We found that the social activities of individuals with disability could be positively predicted using Longshi scale scores whereas age had a weak negative correlation with the Longshi scale. Because there is no clear guidance regarding how to determine which people can be defined as having normal abilities and which are defined as disabled, our results suggest that among older people, the Longshi scale can more accurately identify disabled individuals and can better predict the social activities of these people.
The present study has several limitations. First, we could not determine why the results among the seven study hospitals differed. Second, the difference between the Longshi and Barthel scales was not explored in-depth; therefore, we could not determine which scale is superior. In future studies with larger sample sizes, it is hoped that these questions can be answered.
Conclusion
The Longshi rating scale is a popular, objective, simple, convenient, and rapid assessment tool. Rating scales represent a simple method for assessing functional ability with respect to ADLs without special training needed by assessors.

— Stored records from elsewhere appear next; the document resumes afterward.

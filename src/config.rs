//! Application-wide constants and runtime configuration.
//!
//! Buffer capacities, inquiry parameters and the service-discovery
//! deadline live here so they can be tuned in one place.

use crate::bt::InquiryMode;

// Registry

/// Maximum number of devices the registry holds for one session.
pub const MAX_DISCOVERED_DEVICES: usize = 32;

/// Longest remote name the radio stack reports (bytes).
pub const MAX_BDNAME_LEN: usize = 248;

/// Stored/displayed name length (bytes). Longer names are truncated.
pub const DEVICE_NAME_CAP: usize = 63;

/// Maximum EIR blob retained per device (bytes).
pub const EIR_DATA_LEN: usize = 240;

/// Sentinel signal strength for "not yet observed".
pub const RSSI_UNKNOWN: i8 = -127;

// Inquiry

/// Inquiry duration in 1.28 s units. 0x30 = ~61 s.
pub const INQUIRY_DURATION: u8 = 0x30;

/// Number of inquiry responses before the controller stops. 0 = unlimited.
pub const INQUIRY_NUM_RSP: u8 = 0;

/// Maximum properties carried by a single device-found event.
pub const MAX_DEVICE_PROPERTIES: usize = 4;

// Service discovery

/// Maximum service identifiers kept from one service-discovery result.
pub const MAX_SERVICE_UUIDS: usize = 16;

/// Ticks (~1 s each) to wait for a service-discovery result.
pub const SERVICE_DISCOVERY_TIMEOUT_TICKS: u32 = 10;

// Event queue

/// Depth of the queue between the radio callback and the dispatcher.
pub const EVENT_QUEUE_DEPTH: usize = 8;

/// Runtime parameters for a [`Recon`](crate::bt::Recon) instance.
#[derive(Clone, Copy, Debug, PartialEq, Eq)]
#[cfg_attr(feature = "defmt", derive(defmt::Format))]
pub struct ReconConfig {
    pub inquiry_mode: InquiryMode,
    /// Inquiry length in 1.28 s units.
    pub inquiry_duration: u8,
    /// Response limit, 0 for unlimited.
    pub inquiry_num_rsp: u8,
    /// Ticks before a pending service discovery is abandoned. `None` waits forever.
    pub service_timeout_ticks: Option<u32>,
}

impl Default for ReconConfig {
    fn default() -> Self {
        Self {
            inquiry_mode: InquiryMode::General,
            inquiry_duration: INQUIRY_DURATION,
            inquiry_num_rsp: INQUIRY_NUM_RSP,
            service_timeout_ticks: Some(SERVICE_DISCOVERY_TIMEOUT_TICKS),
        }
    }
}
//! Text rendering of device addresses and service identifiers.
//!
//! Both layouts are reproduced byte-for-byte from the stack's own
//! console output: `xx:xx:xx:xx:xx:xx` for addresses and, for 128-bit
//! identifiers, the hyphenated form read from byte 15 down to byte 0.

use core::fmt::Write;

use heapless::String;

use super::BdAddr;
use crate::error::Error;

/// `xx:xx:xx:xx:xx:xx`
pub type AddressString = String<17>;

/// Longest identifier: `xxxxxxxx-xxxx-xxxx-xxxx-xxxxxxxxxxxx`.
pub type UuidString = String<36>;

/// Render a 6-byte address as lowercase, colon-separated hex.
pub fn format_address(bytes: &[u8]) -> Result<AddressString, Error> {
    BdAddr::from_slice(bytes).map(|addr| address_string(&addr))
}

pub fn address_string(addr: &BdAddr) -> AddressString {
    let mut out = AddressString::new();
    // 17 bytes always fit.
    let _ = write!(out, "{addr}");
    out
}

/// Render a 2-, 4- or 16-byte service identifier.
///
/// 2 and 4 byte values are little-endian and print as zero-padded hex.
/// 16 byte values print in 8-4-4-4-12 groups starting from the last
/// byte. Any other length is `MalformedInput`.
pub fn format_uuid(bytes: &[u8]) -> Result<UuidString, Error> {
    let mut out = UuidString::new();
    let written = match *bytes {
        [a, b] => write!(out, "{:04x}", u16::from_le_bytes([a, b])),
        [a, b, c, d] => write!(out, "{:08x}", u32::from_le_bytes([a, b, c, d])),
        _ if bytes.len() == 16 => write_uuid128(&mut out, bytes),
        _ => return Err(Error::MalformedInput),
    };
    written.map_err(|_| Error::MalformedInput)?;
    Ok(out)
}

fn write_uuid128(out: &mut UuidString, bytes: &[u8]) -> core::fmt::Result {
    for (i, byte) in bytes.iter().rev().enumerate() {
        if matches!(i, 4 | 6 | 8 | 10) {
            out.write_char('-')?;
        }
        write!(out, "{byte:02x}")?;
    }
    Ok(())
}
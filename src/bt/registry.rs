//! Deduplicated store of discovered devices.
//!
//! One entry per address, in insertion order. Lookups are linear; an
//! inquiry window yields tens of devices, not thousands.

use heapless::Vec;

use super::{BdAddr, DiscoveredDevice};
use crate::config::MAX_DISCOVERED_DEVICES;
use crate::error::Error;

/// Result of [`DeviceRegistry::commit_discovery`].
#[derive(Clone, Copy, Debug, PartialEq, Eq)]
#[cfg_attr(feature = "defmt", derive(defmt::Format))]
pub enum Commit {
    /// New address appended at `index`.
    Inserted { index: usize },
    /// Known address refreshed in place.
    Updated {
        index: usize,
        previous_rssi: i8,
        name_backfilled: bool,
    },
}

impl Commit {
    pub fn index(&self) -> usize {
        match *self {
            Commit::Inserted { index } | Commit::Updated { index, .. } => index,
        }
    }
}

#[derive(Clone, Debug, Default)]
pub struct DeviceRegistry {
    devices: Vec<DiscoveredDevice, MAX_DISCOVERED_DEVICES>,
}

impl DeviceRegistry {
    pub const fn new() -> Self {
        Self { devices: Vec::new() }
    }

    pub fn find(&self, address: &BdAddr) -> Option<&DiscoveredDevice> {
        self.devices.iter().find(|d| d.address == *address)
    }

    pub fn position(&self, address: &BdAddr) -> Option<usize> {
        self.devices.iter().position(|d| d.address == *address)
    }

    /// Append a device whose address is not yet registered.
    ///
    /// Fails with `AlreadyExists` for a known address and with
    /// `ResourceExhausted` when full; the registry is untouched either way.
    pub fn insert_new(&mut self, record: DiscoveredDevice) -> Result<usize, Error> {
        if self.find(&record.address).is_some() {
            warn!("Refusing duplicate device {}", record.address);
            return Err(Error::AlreadyExists);
        }
        let index = self.devices.len();
        self.devices
            .push(record)
            .map_err(|_| Error::ResourceExhausted)?;
        Ok(index)
    }

    /// Update the RSSI of a known device and return the previous value.
    /// Nothing else about the entry changes.
    pub fn refresh_signal_strength(&mut self, address: &BdAddr, rssi: i8) -> Result<i8, Error> {
        let device = self
            .devices
            .iter_mut()
            .find(|d| d.address == *address)
            .ok_or(Error::NotFound)?;
        Ok(core::mem::replace(&mut device.rssi, rssi))
    }

    /// Insert `candidate` if its address is new, otherwise refresh the
    /// existing entry: RSSI is replaced when the candidate carries one, and
    /// the name is backfilled only when the entry has none.
    ///
    /// New entries without a direct name get it recovered from EIR here,
    /// once.
    pub fn commit_discovery(&mut self, mut candidate: DiscoveredDevice) -> Result<Commit, Error> {
        let Some(index) = self.position(&candidate.address) else {
            candidate.resolve_name();
            let index = self.insert_new(candidate)?;
            return Ok(Commit::Inserted { index });
        };

        let previous_rssi = if candidate.has_rssi() {
            self.refresh_signal_strength(&candidate.address, candidate.rssi)?
        } else {
            self.devices[index].rssi
        };

        let existing = &mut self.devices[index];
        let mut name_backfilled = false;
        if existing.name.is_none() {
            candidate.resolve_name();
            if let Some(name) = candidate.name.take() {
                existing.name = Some(name);
                name_backfilled = true;
            }
        }

        Ok(Commit::Updated {
            index,
            previous_rssi,
            name_backfilled,
        })
    }

    pub fn get(&self, index: usize) -> Option<&DiscoveredDevice> {
        self.devices.get(index)
    }

    pub fn last(&self) -> Option<&DiscoveredDevice> {
        self.devices.last()
    }

    pub fn iter(&self) -> impl Iterator<Item = &DiscoveredDevice> {
        self.devices.iter()
    }

    pub fn as_slice(&self) -> &[DiscoveredDevice] {
        &self.devices
    }

    pub fn len(&self) -> usize {
        self.devices.len()
    }

    pub fn is_empty(&self) -> bool {
        self.devices.is_empty()
    }

    pub fn is_full(&self) -> bool {
        self.devices.is_full()
    }

    pub fn clear(&mut self) {
        self.devices.clear();
    }
}
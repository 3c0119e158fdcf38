//! Classic Bluetooth reconnaissance core for embedded wireless tools.
//!
//! Discovers nearby BR/EDR devices through a vendor radio stack, keeps a
//! deduplicated registry of what was seen and drives the inquiry →
//! service-discovery sequence. Everything here is pure logic over
//! fixed-capacity buffers, so it runs unchanged on target and on the host.
//!
//! The firmware that embeds this crate provides a [`bt::RadioStack`]
//! implementation, posts stack callbacks into a [`bt::pump::EventQueue`] and
//! spawns a task that runs [`bt::pump::EventQueue::run`].
//!
//! Usage: `cargo test` (host) or `cargo build --features defmt` (target)

#![cfg_attr(not(test), no_std)]

// Must come first so the logging macros are visible below.
#[macro_use]
mod fmt;

pub mod bt;
pub mod config;
pub mod error;

pub use bt::format::{format_address, format_uuid};
pub use bt::registry::{Commit, DeviceRegistry};
pub use bt::{
    classify, BdAddr, ClassOfDevice, DeviceName, DeviceProperty, DiscoveredDevice,
    DiscoveryPhase, DiscoveryState, EventOutcome, IgnoreReason, InquiryMode, InquiryParams,
    MajorDeviceClass, PropertyKind, RadioStack, Recon, RemoteUuid, ServiceReport, ServiceStatus,
    SessionSnapshot, StackEvent, StackRequest,
};
pub use config::ReconConfig;
pub use error::{Error, RadioError};
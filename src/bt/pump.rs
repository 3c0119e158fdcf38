//! Event queue between the radio callback and the dispatcher.
//!
//! The vendor stack calls back from its own task, often with interrupts
//! masked or a foreign lock held, so it must not run the dispatcher
//! directly. It posts into an [`EventQueue`] instead; a dedicated task
//! drains the queue with [`EventQueue::run`].

use embassy_sync::blocking_mutex::raw::RawMutex;
use embassy_sync::channel::Channel;

use super::discovery::Recon;
use super::{RadioStack, StackEvent};
use crate::config::EVENT_QUEUE_DEPTH;
use crate::error::Error;

pub struct EventQueue<M: RawMutex, const N: usize = EVENT_QUEUE_DEPTH> {
    channel: Channel<M, StackEvent, N>,
}

impl<M: RawMutex, const N: usize> EventQueue<M, N> {
    pub const fn new() -> Self {
        Self {
            channel: Channel::new(),
        }
    }

    /// Queue an event without blocking. Safe to call from the stack's
    /// callback context.
    pub fn post(&self, event: StackEvent) -> Result<(), Error> {
        self.channel.try_send(event).map_err(|_| {
            warn!("Event queue full, dropping stack event");
            Error::QueueFull
        })
    }

    pub fn len(&self) -> usize {
        self.channel.len()
    }

    pub fn is_empty(&self) -> bool {
        self.channel.is_empty()
    }

    /// Handle everything currently queued. Returns the number of events.
    pub fn drain<RM: RawMutex, R: RadioStack>(&self, recon: &Recon<RM, R>) -> usize {
        let mut handled = 0;
        while let Ok(event) = self.channel.try_receive() {
            recon.handle_event(event);
            handled += 1;
        }
        handled
    }

    /// Dispatcher task body: handle events forever, one at a time.
    pub async fn run<RM: RawMutex, R: RadioStack>(&self, recon: &Recon<RM, R>) -> ! {
        loop {
            let event = self.channel.receive().await;
            let outcome = recon.handle_event(event);
            debug!("Handled stack event: {:?}", outcome);
        }
    }
}

impl<M: RawMutex, const N: usize> Default for EventQueue<M, N> {
    fn default() -> Self {
        Self::new()
    }
}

The authors plan to develop corresponding rehabilitation measures and service procedures based on the Longshi rating scale and assessment method, and integrate this assessment into the overall process of rehabilitation services, providing an important basis for further standardization of rehabilitation services in China.
Declaration of conflicting interest
The authors declare that there is no conflict of interest.
Funding
This study was supported by the Shenzhen “Sanming project” (SZSM201610039) and science technology innovation and industrial development of Shenzhen Dapeng New District (Grand No. YL202001-14).